On Wednesday night’s episode, Ralph Angel showed up for Darla’s two-years sober anniversary celebration. Finally accepting that her place in a fellowship of recovering addicts is permanent, Ralph Angel also proposes to Darla, insisting that he doesn’t want to “distract” her from her recovery. It was a beautiful display of selflessness on his part, admitting that his own needs are not the center of their relationship or world.
Michah, Charley’s teenaged son, has been finding it difficult to cope with the aftermath of being pulled over and arrested. Charley and her soon-to-be ex-husband Davis have noticed a change in his behavior but can’t get him to open up about the incident. And while his father hasn’t offered much to the story except the knowledge of his rebound affairs with other women, he finally gives Micah the space to let it out.
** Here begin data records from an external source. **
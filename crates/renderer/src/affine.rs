//! Per-triangle affine fitting.
//!
//! Each mesh triangle is mapped from source coordinates to output pixels by a
//! locally-fit affine transform. The source vertices are shifted so vertex 0
//! sits at the origin, which keeps the 4x4 system well conditioned and makes
//! the translation part known up front.

use nalgebra::{Matrix3, Matrix4, Vector4};
use reproj_common::Coordinate;

/// Snap a logical pixel coordinate to the device pixel grid.
#[inline]
pub fn pixel_round(value: f64, pixel_ratio: f64) -> f64 {
    (value * pixel_ratio).round() / pixel_ratio
}

/// Affine map from shifted source coordinates to logical output pixels:
///
/// ```text
/// u = u0 + a * (x - x0) + b * (y - y0)
/// v = v0 + c * (x - x0) + d * (y - y0)
/// ```
#[derive(Debug, Clone, Copy, PartialEq)]
pub struct TriangleAffine {
    pub a: f64,
    pub b: f64,
    pub c: f64,
    pub d: f64,
    /// Source vertex 0, the numerical shift.
    pub source_origin: Coordinate,
    /// Output vertex 0 in logical pixels.
    pub pixel_origin: Coordinate,
}

impl TriangleAffine {
    /// Fit the affine mapping `source[i]` onto `pixels[i]`.
    ///
    /// Returns `None` when the source triangle is degenerate (collinear or
    /// coincident vertices), since the system is then singular.
    pub fn fit(source: &[Coordinate; 3], pixels: &[Coordinate; 3]) -> Option<Self> {
        let [x0, y0] = source[0];
        let x1 = source[1][0] - x0;
        let y1 = source[1][1] - y0;
        let x2 = source[2][0] - x0;
        let y2 = source[2][1] - y0;
        let [u0, v0] = pixels[0];

        #[rustfmt::skip]
        let system = Matrix4::new(
            x1,  y1,  0.0, 0.0,
            x2,  y2,  0.0, 0.0,
            0.0, 0.0, x1,  y1,
            0.0, 0.0, x2,  y2,
        );
        let rhs = Vector4::new(
            pixels[1][0] - u0,
            pixels[2][0] - u0,
            pixels[1][1] - v0,
            pixels[2][1] - v0,
        );

        let coefs = system.lu().solve(&rhs)?;
        if !coefs.iter().all(|c| c.is_finite()) {
            return None;
        }

        Some(Self {
            a: coefs[0],
            b: coefs[1],
            c: coefs[2],
            d: coefs[3],
            source_origin: [x0, y0],
            pixel_origin: [u0, v0],
        })
    }

    /// Map a source coordinate to logical output pixels.
    pub fn apply(&self, coord: Coordinate) -> Coordinate {
        let dx = coord[0] - self.source_origin[0];
        let dy = coord[1] - self.source_origin[1];
        [
            self.pixel_origin[0] + self.a * dx + self.b * dy,
            self.pixel_origin[1] + self.c * dx + self.d * dy,
        ]
    }

    /// Compose the full stitch-pixel → device-pixel transform.
    ///
    /// The stitch buffer's pixel (i, j) covers source coordinate
    /// `(left + i * res / ratio, top - j * res / ratio)`, where `top_left` is
    /// the stitch extent's top-left corner and `res` the source resolution.
    pub fn stitch_to_device(
        &self,
        stitch_top_left: Coordinate,
        source_resolution: f64,
        pixel_ratio: f64,
    ) -> Matrix3<f64> {
        let step = source_resolution / pixel_ratio;
        let device_scale = scale(pixel_ratio, pixel_ratio);
        let to_origin = translate(self.pixel_origin[0], self.pixel_origin[1]);
        #[rustfmt::skip]
        let linear = Matrix3::new(
            self.a, self.b, 0.0,
            self.c, self.d, 0.0,
            0.0,    0.0,    1.0,
        );
        let shift = translate(
            stitch_top_left[0] - self.source_origin[0],
            stitch_top_left[1] - self.source_origin[1],
        );
        let stitch_scale = scale(step, -step);

        device_scale * to_origin * linear * shift * stitch_scale
    }
}

fn translate(tx: f64, ty: f64) -> Matrix3<f64> {
    #[rustfmt::skip]
    let m = Matrix3::new(
        1.0, 0.0, tx,
        0.0, 1.0, ty,
        0.0, 0.0, 1.0,
    );
    m
}

fn scale(sx: f64, sy: f64) -> Matrix3<f64> {
    Matrix3::new(sx, 0.0, 0.0, 0.0, sy, 0.0, 0.0, 0.0, 1.0)
}

#[cfg(test)]
mod tests {
    use super::*;
    use nalgebra::Vector3;
    use test_utils::{assert_approx_eq, assert_coords_approx_eq};

    #[test]
    fn test_pixel_round() {
        assert_eq!(pixel_round(1.26, 1.0), 1.0);
        assert_eq!(pixel_round(1.26, 2.0), 1.5);
        assert_eq!(pixel_round(-0.4, 1.0), 0.0);
    }

    #[test]
    fn test_fit_identity_like() {
        // Map y-up source units to y-down pixels over a 2x2 extent
        let source = [[0.0, 2.0], [2.0, 0.0], [0.0, 0.0]];
        let pixels = [[0.0, 0.0], [2.0, 2.0], [0.0, 2.0]];
        let affine = TriangleAffine::fit(&source, &pixels).unwrap();
        assert_approx_eq!(affine.a, 1.0, 1e-12);
        assert_approx_eq!(affine.b, 0.0, 1e-12);
        assert_approx_eq!(affine.c, 0.0, 1e-12);
        assert_approx_eq!(affine.d, -1.0, 1e-12);
    }

    #[test]
    fn test_fit_reproduces_vertices() {
        let source = [[10.5, -3.25], [42.0, 7.75], [-8.0, 19.0]];
        let pixels = [[3.0, 4.0], [120.0, 9.5], [17.0, 88.0]];
        let affine = TriangleAffine::fit(&source, &pixels).unwrap();
        for i in 0..3 {
            assert_coords_approx_eq!(affine.apply(source[i]), pixels[i], 1e-9);
        }
    }

    #[test]
    fn test_collinear_is_degenerate() {
        let source = [[0.0, 0.0], [1.0, 1.0], [2.0, 2.0]];
        let pixels = [[0.0, 0.0], [1.0, 0.0], [0.0, 1.0]];
        assert!(TriangleAffine::fit(&source, &pixels).is_none());

        let coincident = [[5.0, 5.0], [5.0, 5.0], [6.0, 7.0]];
        assert!(TriangleAffine::fit(&coincident, &pixels).is_none());
    }

    #[test]
    fn test_stitch_to_device_maps_corners() {
        // Stitch covers (0,0)-(2,2) at resolution 1, pixel ratio 2
        let source = [[0.0, 2.0], [2.0, 0.0], [0.0, 0.0]];
        let pixels = [[0.0, 0.0], [2.0, 2.0], [0.0, 2.0]];
        let affine = TriangleAffine::fit(&source, &pixels).unwrap();
        let m = affine.stitch_to_device([0.0, 2.0], 1.0, 2.0);

        // Stitch buffer is 4x4 device pixels, output is 4x4 device pixels
        let corner = m * Vector3::new(4.0, 4.0, 1.0);
        assert_coords_approx_eq!([corner.x, corner.y], [4.0, 4.0], 1e-12);
        let origin = m * Vector3::new(0.0, 0.0, 1.0);
        assert_coords_approx_eq!([origin.x, origin.y], [0.0, 0.0], 1e-12);
    }
}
Literally, Davis hesitantly stands by while Micah throws stuff around the room. When Michah insists that he can “take it,” Davis tells him he doesn’t have to do it alone. It was a tender moment between two men where one was inviting the other to lean into pain and trauma so that the other could help him through it.
The truth is that women can’t always be the gatekeepers of everyone’s emotional well-being — especially not in the case of Queen Sugar, where female characters are also taking the lead on everything else. This is why I love Hollywood and Aunt Violet’s relationship: he makes an intentional effort to be supportive of her dreams and feelings, not just the rent. Envisioning a world absent of toxic masculinity is a theme that makes Queen Sugar a nearly utopian drama about a Black family.